Bcl-2 blocks 2-methoxyestradiol induced leukemia cell apoptosis by a p27^Kip1-dependent G1/S cell cycle arrest in conjunction with NF-κB activation

2-Methoxyestradiol (2-ME2) induces leukemia cells to undergo apoptosis in association with Bcl-2 inactivation but the mechanisms whereby Bcl-2 contributes to protection against programmed cell death in this context remain unclear. Here we showed that 2-ME2 inhibited the proliferation of Jurkat leukemia cells by markedly suppressing the levels of cyclins D3 and E, E2F1 and p21^Cip1/Waf1 and up-regulating p16^INK4A. Further, 2-ME2 induced apoptosis of Jurkat cells in association with down-regulation and phosphorylation of Bcl-2 (as mediated by JNK), up-regulation of Bak, activation of caspases-9 and -3 and PARP-1 cleavage. To determine the importance and mechanistic role of Bcl-2 in this process, we enforced its expression in Jurkat cells by retroviral transduction. Enforcing Bcl-2 expression in Jurkat cells abolished 2-ME2-induced apoptosis and instead produced a G1/S phase cell cycle arrest in association with markedly increased levels of p27^Kip1. Bcl-2 and p27^Kip1 were localized mainly in the nucleus in these apoptotic resistant cells. Interestingly, NF-κB activity and p50 levels were increased by 2-ME2 and suppression of NF-κB signaling reduced p27^Kip1 expression and sensitized cells to 2-ME2-induced apoptosis. Importantly, knocking-down p27^Kip1 in Jurkat Bcl-2 cells sensitized them to spontaneous and 2-ME2-induced apoptosis.
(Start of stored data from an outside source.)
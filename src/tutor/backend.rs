pub mod mock;
pub mod openai;

use async_trait::async_trait;

use super::thread::ThreadKey;

/// Lifecycle states of one assistant run, as reported by the backend.
#[derive(Debug, Clone, PartialEq, Eq)]
pub enum RunState {
    Queued,
    InProgress,
    Completed,
    Failed { reason: String },
    Cancelled,
    Expired,
}

#[derive(Debug, Clone, Copy, PartialEq, Eq)]
pub enum Role {
    User,
    Assistant,
}

/// One message inside a backend thread. `text` is `None` for non-text
/// content the core cannot use.
#[derive(Debug, Clone)]
pub struct ThreadMessage {
    pub role: Role,
    pub run_id: Option<String>,
    pub text: Option<String>,
    pub created_at: i64,
}

/// The language-model backend as the session manager sees it: an opaque
/// thread handle, message submission, and an asynchronous run lifecycle
/// observed by polling. Transport failures surface as `anyhow` errors and
/// are wrapped into the internal error class by the caller.
#[async_trait]
pub trait AssistantBackend: Send + Sync {
    async fn create_thread(&self, key: &ThreadKey) -> anyhow::Result<String>;
    async fn post_message(&self, thread_id: &str, text: &str) -> anyhow::Result<()>;
    async fn start_run(&self, thread_id: &str, instructions: &str) -> anyhow::Result<String>;
    async fn run_status(&self, thread_id: &str, run_id: &str) -> anyhow::Result<RunState>;
    /// Messages of the thread, newest first where the backend defines an
    /// order; callers select by `run_id`/`created_at`, not position.
    async fn list_messages(&self, thread_id: &str) -> anyhow::Result<Vec<ThreadMessage>>;
}
//! Error types for the simulated trade ledger.
//!
//! Provides typed errors for deployment preconditions, catalog lookups,
//! and persistence failures.

use rust_decimal::Decimal;
use thiserror::Error;

/// Errors raised by the trade lifecycle and the account store.
#[derive(Debug, Error)]
pub enum TradeError {
    /// Spendable balance is too small to cover the requested deployment.
    ///
    /// Callers should steer the user toward the deposit flow.
    #[error("insufficient funds: required {required}, available {available}")]
    InsufficientFunds {
        /// Amount the deployment needed.
        required: Decimal,
        /// Spendable balance at the time of the attempt.
        available: Decimal,
    },

    /// Requested amount is under the strategy's minimum investment.
    #[error("amount {requested} is below the strategy minimum of {minimum}")]
    BelowMinimum {
        /// Minimum investment the strategy accepts.
        minimum: Decimal,
        /// Amount the caller asked for.
        requested: Decimal,
    },

    /// The strategy exists but is not accepting deployments.
    #[error("strategy inactive: {name}")]
    StrategyInactive {
        /// Display name of the inactive strategy.
        name: String,
    },

    /// No strategy with the given id in the catalog.
    #[error("unknown strategy: {id}")]
    UnknownStrategy {
        /// The id that failed to resolve.
        id: String,
    },

    /// A strategy record failed its field invariants.
    #[error("invalid strategy {name}: {reason}")]
    InvalidStrategy {
        /// Display name of the offending strategy.
        name: String,
        /// Which invariant was violated.
        reason: String,
    },

    /// No account record for the given id.
    #[error("account not found: {account_id}")]
    AccountNotFound {
        /// The account id that failed to resolve.
        account_id: String,
    },

    /// The persistence collaborator failed.
    #[error("store error: {0}")]
    Store(String),
}

impl TradeError {
    /// Creates an insufficient-funds error.
    #[must_use]
    pub const fn insufficient_funds(required: Decimal, available: Decimal) -> Self {
        Self::InsufficientFunds {
            required,
            available,
        }
    }

    /// Creates a below-minimum error.
    #[must_use]
    pub const fn below_minimum(minimum: Decimal, requested: Decimal) -> Self {
        Self::BelowMinimum { minimum, requested }
    }

    /// Creates an account-not-found error.
    pub fn account_not_found(account_id: impl Into<String>) -> Self {
        Self::AccountNotFound {
            account_id: account_id.into(),
        }
    }

    /// Creates an unknown-strategy error.
    pub fn unknown_strategy(id: impl Into<String>) -> Self {
        Self::UnknownStrategy { id: id.into() }
    }

    /// Creates an invalid-strategy error.
    pub fn invalid_strategy(name: impl Into<String>, reason: impl Into<String>) -> Self {
        Self::InvalidStrategy {
            name: name.into(),
            reason: reason.into(),
        }
    }

    /// Creates a store error from any displayable failure.
    pub fn store(err: impl std::fmt::Display) -> Self {
        Self::Store(err.to_string())
    }

    /// True when the failure should route the user to the deposit flow.
    #[must_use]
    pub const fn needs_deposit(&self) -> bool {
        matches!(self, Self::InsufficientFunds { .. })
    }
}

#[cfg(test)]
mod tests {
    use super::*;
    use rust_decimal_macros::dec;

    #[test]
    fn insufficient_funds_formats_amounts() {
        let err = TradeError::insufficient_funds(dec!(500), dec!(120.50));
        assert_eq!(
            err.to_string(),
            "insufficient funds: required 500, available 120.50"
        );
    }

    #[test]
    fn insufficient_funds_routes_to_deposit() {
        let err = TradeError::insufficient_funds(dec!(100), dec!(0));
        assert!(err.needs_deposit());

        let err = TradeError::below_minimum(dec!(100), dec!(50));
        assert!(!err.needs_deposit());
    }

    #[test]
    fn below_minimum_formats_both_sides() {
        let err = TradeError::below_minimum(dec!(250), dec!(100));
        assert_eq!(
            err.to_string(),
            "amount 100 is below the strategy minimum of 250"
        );
    }

    #[test]
    fn store_error_wraps_any_display() {
        let err = TradeError::store("backend unreachable");
        assert_eq!(err.to_string(), "store error: backend unreachable");
    }
}
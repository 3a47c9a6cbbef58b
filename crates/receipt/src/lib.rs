pub mod classifier;
pub mod stub;

pub use classifier::{Classification, ReceiptClassifier, RejectionReason};
pub use stub::StubRecognizer;
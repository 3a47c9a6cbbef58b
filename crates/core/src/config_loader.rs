use crate::config::AppConfig;
use anyhow::Result;
use figment::{
    providers::{Env, Format, Json, Toml},
    Figment,
};

pub struct ConfigLoader;

impl ConfigLoader {
    /// Loads application configuration by merging TOML, environment
    /// variables, and JSON.
    ///
    /// # Errors
    ///
    /// Returns an error if configuration files cannot be read or parsed.
    pub fn load() -> Result<AppConfig> {
        let config: AppConfig = Figment::new()
            .merge(Toml::file("config/Config.toml"))
            .merge(Env::prefixed("COPYSIM_").split("__"))
            .join(Json::file("config/Config.json"))
            .extract()?;

        Ok(config)
    }

    /// Loads application configuration with a specific profile.
    ///
    /// # Errors
    ///
    /// Returns an error if configuration files cannot be read or parsed.
    pub fn load_with_profile(profile: &str) -> Result<AppConfig> {
        let config: AppConfig = Figment::new()
            .merge(Toml::file("config/Config.toml"))
            .merge(Toml::file(format!("config/Config.{profile}.toml")))
            .merge(Env::prefixed("COPYSIM_").split("__"))
            .join(Json::file("config/Config.json"))
            .extract()?;

        Ok(config)
    }
}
Thus, Bcl-2 prevented the 2-ME2-induced apoptotic response by orchestrating a p27^Kip1-dependent G1/S phase arrest in conjunction with activating NF-κB. Thus, we achieved a much better understanding of the penetrance and mechanistic complexity of Bcl-2 dependent anti-apoptotic pathways in cancer cells and why Bcl-2 inactivation is so critical for the efficacy of apoptosis and anti-proliferative inducing drugs like 2-ME2.